__Given data__.

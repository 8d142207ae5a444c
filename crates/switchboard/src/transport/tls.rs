//! Mutually authenticated sessions with per-spawn credentials.
//!
//! Each side generates a fresh self-signed certificate for every plugin
//! session and trusts exactly the certificate its peer presented during the
//! handshake. Nothing is persisted, so a restarted plugin never sees a
//! credential from an earlier session.

use std::io::{self, Read, Write};
use std::sync::Arc;
use std::time::Duration;

use base64::Engine as _;
use base64::engine::general_purpose::STANDARD;
use rcgen::{CertificateParams, ExtendedKeyUsagePurpose, KeyPair};
use rustls::crypto::CryptoProvider;
use rustls::pki_types::{CertificateDer, PrivateKeyDer, PrivatePkcs8KeyDer, ServerName};
use rustls::server::WebPkiClientVerifier;
use rustls::{ClientConfig, ClientConnection, Connection, RootCertStore, ServerConfig, ServerConnection};

use super::conduit::Conduit;
use super::error::TlsError;

/// DNS name embedded in every session certificate.
const SESSION_SUBJECT: &str = "localhost";

/// Certificate and key generated for one session.
#[derive(Clone)]
pub struct SessionIdentity {
    cert_der: Vec<u8>,
    key_der: Vec<u8>,
}

impl std::fmt::Debug for SessionIdentity {
    fn fmt(&self, formatter: &mut std::fmt::Formatter<'_>) -> std::fmt::Result {
        formatter
            .debug_struct("SessionIdentity")
            .field("cert_len", &self.cert_der.len())
            .finish_non_exhaustive()
    }
}

impl SessionIdentity {
    /// Generates a fresh self-signed certificate valid for client and server
    /// authentication.
    ///
    /// # Errors
    ///
    /// Returns [`TlsError::Certificate`] when key or certificate generation
    /// fails.
    pub fn generate() -> Result<Self, TlsError> {
        let certificate_error = |err: rcgen::Error| TlsError::Certificate {
            message: err.to_string(),
        };
        let mut params =
            CertificateParams::new(vec![SESSION_SUBJECT.to_owned()]).map_err(certificate_error)?;
        params.extended_key_usages = vec![
            ExtendedKeyUsagePurpose::ServerAuth,
            ExtendedKeyUsagePurpose::ClientAuth,
        ];
        let key_pair = KeyPair::generate().map_err(certificate_error)?;
        let cert = params.self_signed(&key_pair).map_err(certificate_error)?;
        Ok(Self {
            cert_der: cert.der().to_vec(),
            key_der: key_pair.serialize_der(),
        })
    }

    /// Returns the DER certificate.
    #[must_use]
    pub fn certificate_der(&self) -> &[u8] {
        &self.cert_der
    }

    /// Returns the certificate encoded for the environment or handshake line.
    #[must_use]
    pub fn certificate_base64(&self) -> String {
        STANDARD.encode(&self.cert_der)
    }

    fn certificate(&self) -> CertificateDer<'static> {
        CertificateDer::from(self.cert_der.clone())
    }

    fn private_key(&self) -> PrivateKeyDer<'static> {
        PrivateKeyDer::Pkcs8(PrivatePkcs8KeyDer::from(self.key_der.clone()))
    }
}

/// Decodes a base64 DER certificate received from the peer.
///
/// # Errors
///
/// Returns [`TlsError::Decode`] when the text is not valid base64 or is empty.
pub fn decode_certificate(text: &str) -> Result<Vec<u8>, TlsError> {
    let der = STANDARD
        .decode(text.trim())
        .map_err(|err| TlsError::Decode {
            message: err.to_string(),
        })?;
    if der.is_empty() {
        return Err(TlsError::Decode {
            message: "certificate is empty".to_owned(),
        });
    }
    Ok(der)
}

fn provider() -> Arc<CryptoProvider> {
    Arc::new(rustls::crypto::ring::default_provider())
}

fn config_error(err: impl std::fmt::Display) -> TlsError {
    TlsError::Config {
        message: err.to_string(),
    }
}

fn trust_only(peer_cert: &[u8]) -> Result<RootCertStore, TlsError> {
    let mut roots = RootCertStore::empty();
    roots
        .add(CertificateDer::from(peer_cert.to_vec()))
        .map_err(config_error)?;
    Ok(roots)
}

/// Opens the host (client) side of a session.
///
/// `timeout` bounds each read during the handshake.
///
/// # Errors
///
/// Returns [`TlsError::Config`] for unusable credentials and
/// [`TlsError::Handshake`] when the peer does not complete the handshake.
pub fn connect(
    sock: Box<dyn Conduit>,
    identity: &SessionIdentity,
    server_cert: &[u8],
    timeout: Duration,
) -> Result<TlsConduit, TlsError> {
    let config = ClientConfig::builder_with_provider(provider())
        .with_safe_default_protocol_versions()
        .map_err(config_error)?
        .with_root_certificates(trust_only(server_cert)?)
        .with_client_auth_cert(vec![identity.certificate()], identity.private_key())
        .map_err(config_error)?;
    let server_name = ServerName::try_from(SESSION_SUBJECT).map_err(config_error)?;
    let conn = ClientConnection::new(Arc::new(config), server_name).map_err(config_error)?;
    TlsConduit::establish(Connection::Client(conn), sock, timeout)
}

/// Opens the plugin (server) side of a session.
///
/// Only a client presenting exactly `client_cert` is accepted.
///
/// # Errors
///
/// Returns [`TlsError::Config`] for unusable credentials and
/// [`TlsError::Handshake`] when the peer does not complete the handshake.
pub fn accept(
    sock: Box<dyn Conduit>,
    identity: &SessionIdentity,
    client_cert: &[u8],
    timeout: Duration,
) -> Result<TlsConduit, TlsError> {
    let verifier =
        WebPkiClientVerifier::builder_with_provider(Arc::new(trust_only(client_cert)?), provider())
            .build()
            .map_err(config_error)?;
    let config = ServerConfig::builder_with_provider(provider())
        .with_safe_default_protocol_versions()
        .map_err(config_error)?
        .with_client_cert_verifier(verifier)
        .with_single_cert(vec![identity.certificate()], identity.private_key())
        .map_err(config_error)?;
    let conn = ServerConnection::new(Arc::new(config)).map_err(config_error)?;
    TlsConduit::establish(Connection::Server(conn), sock, timeout)
}

/// A [`Conduit`] that encrypts everything written to the inner stream.
pub struct TlsConduit {
    conn: Connection,
    sock: Box<dyn Conduit>,
}

impl TlsConduit {
    fn establish(
        conn: Connection,
        mut sock: Box<dyn Conduit>,
        timeout: Duration,
    ) -> Result<Self, TlsError> {
        let handshake_error = |err: io::Error| TlsError::Handshake {
            source: Arc::new(err),
        };
        sock.set_poll_interval(Some(timeout))
            .map_err(handshake_error)?;
        let mut conduit = Self { conn, sock };
        while conduit.conn.is_handshaking() {
            conduit
                .conn
                .complete_io(&mut conduit.sock)
                .map_err(handshake_error)?;
        }
        conduit.flush_tls().map_err(handshake_error)?;
        Ok(conduit)
    }

    fn flush_tls(&mut self) -> io::Result<()> {
        while self.conn.wants_write() {
            self.conn.write_tls(&mut self.sock)?;
        }
        self.sock.flush()
    }
}

impl Read for TlsConduit {
    fn read(&mut self, buf: &mut [u8]) -> io::Result<usize> {
        loop {
            match self.conn.reader().read(buf) {
                Ok(read) => return Ok(read),
                Err(err) if err.kind() == io::ErrorKind::WouldBlock => {}
                Err(err) => return Err(err),
            }
            // A poll timeout in read_tls propagates to the caller untouched;
            // any partial record stays buffered inside the connection.
            if self.conn.read_tls(&mut self.sock)? == 0 {
                return Ok(0);
            }
            self.conn
                .process_new_packets()
                .map_err(|err| io::Error::new(io::ErrorKind::InvalidData, err))?;
            self.flush_tls()?;
        }
    }
}

impl Write for TlsConduit {
    fn write(&mut self, buf: &[u8]) -> io::Result<usize> {
        let written = self.conn.writer().write(buf)?;
        self.flush_tls()?;
        Ok(written)
    }

    fn flush(&mut self) -> io::Result<()> {
        self.conn.writer().flush()?;
        self.flush_tls()
    }
}

impl Conduit for TlsConduit {
    fn set_poll_interval(&mut self, interval: Option<Duration>) -> io::Result<()> {
        self.sock.set_poll_interval(interval)
    }

    fn shutdown(&mut self) -> io::Result<()> {
        self.conn.send_close_notify();
        let flushed = self.flush_tls();
        let closed = self.sock.shutdown();
        flushed.and(closed)
    }
}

__Exercise brief__. Using the records above, select and copy every line that has the word "ServerConnection".

__Answer area__.
use rustls::{ClientConfig, ClientConnection, Connection, RootCertStore, ServerConfig, ServerConnection};
    let conn = ServerConnection::new(Arc::new(config)).map_err(config_error)?;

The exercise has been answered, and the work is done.